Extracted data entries
--- START ---

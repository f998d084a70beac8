use std::ops::ControlFlow;

use sqlparser::ast::{
    Expr, Function, FunctionArg, FunctionArgExpr, FunctionArguments, Ident, Query, VisitMut,
    VisitorMut,
};

use super::FallbackReason;
use crate::sql::ast::{ident_matches, qualified_column, MERGE_SOURCE_ALIAS, MERGE_TARGET_ALIAS};

/// The values an upsert inserts, addressed by column.
///
/// A single-row insert references its row expressions directly; a multi-row
/// insert references the columns of the virtual source relation.
pub(super) struct InsertedValues<'a> {
    columns: &'a [Ident],
    single_row: Option<&'a [Expr]>,
}

impl<'a> InsertedValues<'a> {
    pub(super) fn new(columns: &'a [Ident], rows: &'a [Vec<Expr>]) -> Self {
        let single_row = match rows {
            [row] => Some(row.as_slice()),
            _ => None,
        };
        Self {
            columns,
            single_row,
        }
    }

    pub(super) fn is_single_row(&self) -> bool {
        self.single_row.is_some()
    }

    pub(super) fn value_at(&self, position: usize) -> Option<Expr> {
        match self.single_row {
            Some(row) => row.get(position).cloned(),
            None => self
                .columns
                .get(position)
                .map(|column| qualified_column(MERGE_SOURCE_ALIAS, column)),
        }
    }

    pub(super) fn value_of(&self, column: &str) -> Option<Expr> {
        let position = self
            .columns
            .iter()
            .position(|candidate| ident_matches(&candidate.value, column))?;
        self.value_at(position)
    }
}

/// Returns a copy of an `ON DUPLICATE KEY UPDATE` value that is valid inside a
/// merge: bare column references and references qualified by the table name
/// point at the target row, and `VALUES(col)` becomes the inserted value of
/// `col`. Subqueries are left as written.
pub(super) fn qualify_matched_value(
    value: &Expr,
    table: &str,
    inserted: &InsertedValues<'_>,
) -> Result<Expr, FallbackReason> {
    let mut value = value.clone();
    let mut qualifier = MatchedValueQualifier {
        table,
        inserted,
        query_depth: 0,
    };
    match VisitMut::visit(&mut value, &mut qualifier) {
        ControlFlow::Continue(()) => Ok(value),
        ControlFlow::Break(reason) => Err(reason),
    }
}

struct MatchedValueQualifier<'a, 'b> {
    table: &'a str,
    inserted: &'a InsertedValues<'b>,
    query_depth: usize,
}

impl VisitorMut for MatchedValueQualifier<'_, '_> {
    type Break = FallbackReason;

    fn pre_visit_query(&mut self, _query: &mut Query) -> ControlFlow<Self::Break> {
        self.query_depth += 1;
        ControlFlow::Continue(())
    }

    fn post_visit_query(&mut self, _query: &mut Query) -> ControlFlow<Self::Break> {
        self.query_depth = self.query_depth.saturating_sub(1);
        ControlFlow::Continue(())
    }

    // Children are visited before this runs, so a replacement value is never
    // walked again.
    fn post_visit_expr(&mut self, expr: &mut Expr) -> ControlFlow<Self::Break> {
        if self.query_depth > 0 {
            return ControlFlow::Continue(());
        }
        match expr {
            Expr::Identifier(ident) => {
                *expr = qualified_column(MERGE_TARGET_ALIAS, ident);
            }
            Expr::CompoundIdentifier(parts) => {
                if let [.., qualifier, column] = parts.as_slice() {
                    if ident_matches(&qualifier.value, self.table) {
                        *expr = qualified_column(MERGE_TARGET_ALIAS, column);
                    }
                }
            }
            Expr::Function(function) if is_values_function(function) => {
                let Some(column) = values_function_column(function) else {
                    return ControlFlow::Break(FallbackReason::UnsupportedConflictClause);
                };
                let Some(value) = self.inserted.value_of(&column.value) else {
                    return ControlFlow::Break(FallbackReason::UnknownInsertedColumn(
                        column.value.clone(),
                    ));
                };
                *expr = value;
            }
            _ => {}
        }
        ControlFlow::Continue(())
    }
}

fn is_values_function(function: &Function) -> bool {
    function.name.0.len() == 1
        && function
            .name
            .0
            .first()
            .and_then(|part| part.as_ident())
            .is_some_and(|ident| ident.quote_style.is_none() && ident_matches(&ident.value, "VALUES"))
}

/// Column named by `VALUES(col)`. The argument may already carry the target
/// qualifier because arguments are visited first.
fn values_function_column(function: &Function) -> Option<&Ident> {
    let FunctionArguments::List(list) = &function.args else {
        return None;
    };
    let [FunctionArg::Unnamed(FunctionArgExpr::Expr(argument))] = list.args.as_slice() else {
        return None;
    };
    match argument {
        Expr::Identifier(ident) => Some(ident),
        Expr::CompoundIdentifier(parts) => parts.last(),
        _ => None,
    }
}
use std::collections::BTreeMap;

use sqlparser::ast::{
    Assignment, AssignmentTarget, BinaryOperator, Expr, Ident, Insert, ObjectName, ObjectNamePart,
    TableObject,
};

use super::auto_increment::is_identity_column;
use super::insert::ConflictMode;
use super::qualify::{qualify_matched_value, InsertedValues};
use super::unique_index::ConditionGroup;
use super::FallbackReason;
use crate::sql::ast::{
    assignment_column, insert_values_rows, object_name_table, qualified_column, MergeInto,
    MergeSource, MERGE_SOURCE_ALIAS, MERGE_TARGET_ALIAS,
};

/// Builds the `MERGE INTO` equivalent of an upsert whose column list covers at
/// least one unique index.
///
/// The insert must already be stripped of identity columns and have a `VALUES`
/// source with rows as wide as its column list.
pub(super) fn build_merge(
    insert: &Insert,
    groups: &[ConditionGroup],
    conflict: &ConflictMode,
    identity: Option<&BTreeMap<String, usize>>,
) -> Result<MergeInto, FallbackReason> {
    let TableObject::TableName(table) = &insert.table else {
        return Err(FallbackReason::UnsupportedInsertSource);
    };
    let table_name = object_name_table(table).ok_or(FallbackReason::UnsupportedInsertSource)?;
    let rows = insert_values_rows(insert).ok_or(FallbackReason::UnsupportedInsertSource)?;
    let columns = insert.columns.as_slice();
    let inserted = InsertedValues::new(columns, rows);

    let on = join_condition(groups, &inserted)?;
    let matched = match conflict {
        ConflictMode::Update(assignments) => {
            matched_from_assignments(assignments, table_name, groups, identity, &inserted)?
        }
        ConflictMode::Replace => matched_from_columns(columns, groups, &inserted)?,
        ConflictMode::Ignore => Vec::new(),
    };
    let insert_values = (0..columns.len())
        .map(|position| inserted_value(&inserted, position))
        .collect::<Result<Vec<_>, _>>()?;
    let source = if inserted.is_single_row() {
        MergeSource::Dual
    } else {
        MergeSource::Rows {
            alias: Ident::new(MERGE_SOURCE_ALIAS),
            columns: columns.to_vec(),
            rows: rows.to_vec(),
        }
    };

    Ok(MergeInto {
        table: table.clone(),
        target_alias: Ident::new(MERGE_TARGET_ALIAS),
        source,
        on,
        matched,
        insert_columns: columns.to_vec(),
        insert_values,
    })
}

/// OR of one AND-chain of `t.col = <inserted>` per condition group.
fn join_condition(
    groups: &[ConditionGroup],
    inserted: &InsertedValues<'_>,
) -> Result<Expr, FallbackReason> {
    let mut condition: Option<Expr> = None;
    for group in groups {
        let mut group_condition: Option<Expr> = None;
        for column in &group.columns {
            let value = inserted
                .value_of(&column.value)
                .ok_or_else(|| FallbackReason::UnknownInsertedColumn(column.value.clone()))?;
            let equality = binary(
                qualified_column(MERGE_TARGET_ALIAS, column),
                BinaryOperator::Eq,
                value,
            );
            group_condition = Some(match group_condition {
                Some(left) => binary(left, BinaryOperator::And, equality),
                None => equality,
            });
        }
        let Some(mut group_condition) = group_condition else {
            continue;
        };
        if groups.len() > 1 && group.columns.len() > 1 {
            group_condition = Expr::Nested(Box::new(group_condition));
        }
        condition = Some(match condition {
            Some(left) => binary(left, BinaryOperator::Or, group_condition),
            None => group_condition,
        });
    }
    condition.ok_or(FallbackReason::UnsupportedConflictClause)
}

fn matched_from_assignments(
    assignments: &[Assignment],
    table: &str,
    groups: &[ConditionGroup],
    identity: Option<&BTreeMap<String, usize>>,
    inserted: &InsertedValues<'_>,
) -> Result<Vec<Assignment>, FallbackReason> {
    let mut matched = Vec::with_capacity(assignments.len());
    for assignment in assignments {
        let column =
            assignment_column(assignment).ok_or(FallbackReason::UnsupportedAssignmentTarget)?;
        if groups.iter().any(|group| group.contains(&column.value)) {
            tracing::debug!(column = %column, "dropping update of a merge join column");
            continue;
        }
        if identity.is_some_and(|identity| is_identity_column(identity, &column.value)) {
            continue;
        }
        matched.push(target_assignment(
            column,
            qualify_matched_value(&assignment.value, table, inserted)?,
        ));
    }
    Ok(matched)
}

/// `REPLACE` semantics: every column outside the join takes the inserted value.
fn matched_from_columns(
    columns: &[Ident],
    groups: &[ConditionGroup],
    inserted: &InsertedValues<'_>,
) -> Result<Vec<Assignment>, FallbackReason> {
    columns
        .iter()
        .enumerate()
        .filter(|(_, column)| !groups.iter().any(|group| group.contains(&column.value)))
        .map(|(position, column)| {
            Ok(target_assignment(
                column,
                inserted_value(inserted, position)?,
            ))
        })
        .collect()
}

fn inserted_value(inserted: &InsertedValues<'_>, position: usize) -> Result<Expr, FallbackReason> {
    inserted
        .value_at(position)
        .ok_or(FallbackReason::UnsupportedInsertSource)
}

fn target_assignment(column: &Ident, value: Expr) -> Assignment {
    Assignment {
        target: AssignmentTarget::ColumnName(ObjectName(vec![
            ObjectNamePart::Identifier(Ident::new(MERGE_TARGET_ALIAS)),
            ObjectNamePart::Identifier(column.clone()),
        ])),
        value,
    }
}

fn binary(left: Expr, op: BinaryOperator, right: Expr) -> Expr {
    Expr::BinaryOp {
        left: Box::new(left),
        op,
        right: Box::new(right),
    }
}
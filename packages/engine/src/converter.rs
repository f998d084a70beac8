use std::sync::Arc;

use crate::sql::ast::parse_statement;
use crate::sql::finish::{finish_for_target, SqlOrigin};
use crate::sql::rewrite::rewrite;
use crate::{
    ConverterConfig, ConverterKind, DialectError, RewriteOutcome, SchemaMetadata,
    SharedSchemaMetadata, StatementKind, Value,
};

/// SQL text and arguments ready for the target backend.
#[derive(Debug, Clone, PartialEq)]
pub struct Converted {
    pub sql: String,
    pub args: Vec<Value>,
    pub outcome: RewriteOutcome,
}

/// Text-level entry point: parses client SQL, rewrites it against the current
/// schema metadata snapshot and prints it in the target dialect.
#[derive(Debug, Clone)]
pub struct Converter {
    config: ConverterConfig,
    metadata: Arc<SharedSchemaMetadata>,
}

impl Converter {
    pub fn new(config: ConverterConfig, metadata: SchemaMetadata) -> Self {
        Self::with_shared_metadata(config, Arc::new(SharedSchemaMetadata::new(metadata)))
    }

    /// Uses a metadata holder that the caller may keep replacing.
    pub fn with_shared_metadata(
        config: ConverterConfig,
        metadata: Arc<SharedSchemaMetadata>,
    ) -> Self {
        Self { config, metadata }
    }

    pub fn from_name(name: &str, metadata: SchemaMetadata) -> Result<Self, DialectError> {
        let kind = ConverterKind::from_name(name)?;
        tracing::info!(converter = kind.name(), "converter created");
        Ok(Self::new(ConverterConfig::for_kind(kind), metadata))
    }

    pub fn config(&self) -> &ConverterConfig {
        &self.config
    }

    pub fn metadata(&self) -> &SharedSchemaMetadata {
        &self.metadata
    }

    /// Converts one statement and its bind arguments.
    ///
    /// Statements that never need a rewrite are returned verbatim without
    /// being parsed. Parse failures are returned to the caller.
    pub fn convert(&self, sql: &str, args: &[Value]) -> Result<Converted, DialectError> {
        if !StatementKind::preview(sql).is_rewrite_candidate() {
            return Ok(Converted {
                sql: sql.to_string(),
                args: args.to_vec(),
                outcome: RewriteOutcome::Unchanged,
            });
        }

        let statement = parse_statement(sql).inspect_err(|error| {
            tracing::warn!(%error, sql, "statement could not be parsed for conversion");
        })?;
        let snapshot = self.metadata.snapshot();
        let output = rewrite(&statement, args, snapshot.as_ref())?;

        // Pass-through results keep the client's text and its escapes.
        let (text, origin) = if output.outcome.is_rewritten() {
            (output.statement.to_string(), SqlOrigin::Printed)
        } else {
            (sql.to_string(), SqlOrigin::Client)
        };
        let converted = finish_for_target(&text, origin, &self.config);
        tracing::debug!(sql = %converted, args = output.args.len(), "converted statement");
        Ok(Converted {
            sql: converted,
            args: output.args,
            outcome: output.outcome,
        })
    }

    /// Converts statement text for preparation. Placeholders keep their source
    /// ordinals so the prepared statement binds arguments by name.
    pub fn prepare(&self, sql: &str) -> Result<String, DialectError> {
        Ok(self.convert(sql, &[])?.sql)
    }

    /// Like `convert`, but a statement that cannot be converted is returned
    /// unchanged together with its arguments.
    pub fn convert_or_original(&self, sql: &str, args: &[Value]) -> Converted {
        match self.convert(sql, args) {
            Ok(converted) => converted,
            Err(error) => {
                tracing::warn!(%error, sql, "using the original statement");
                Converted {
                    sql: sql.to_string(),
                    args: args.to_vec(),
                    outcome: RewriteOutcome::Unchanged,
                }
            }
        }
    }
}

--- END ---

Exercise details:
Determine how many lines in the records above hold the word "VisitorMut", and answer with that number only.

Output for this task:
2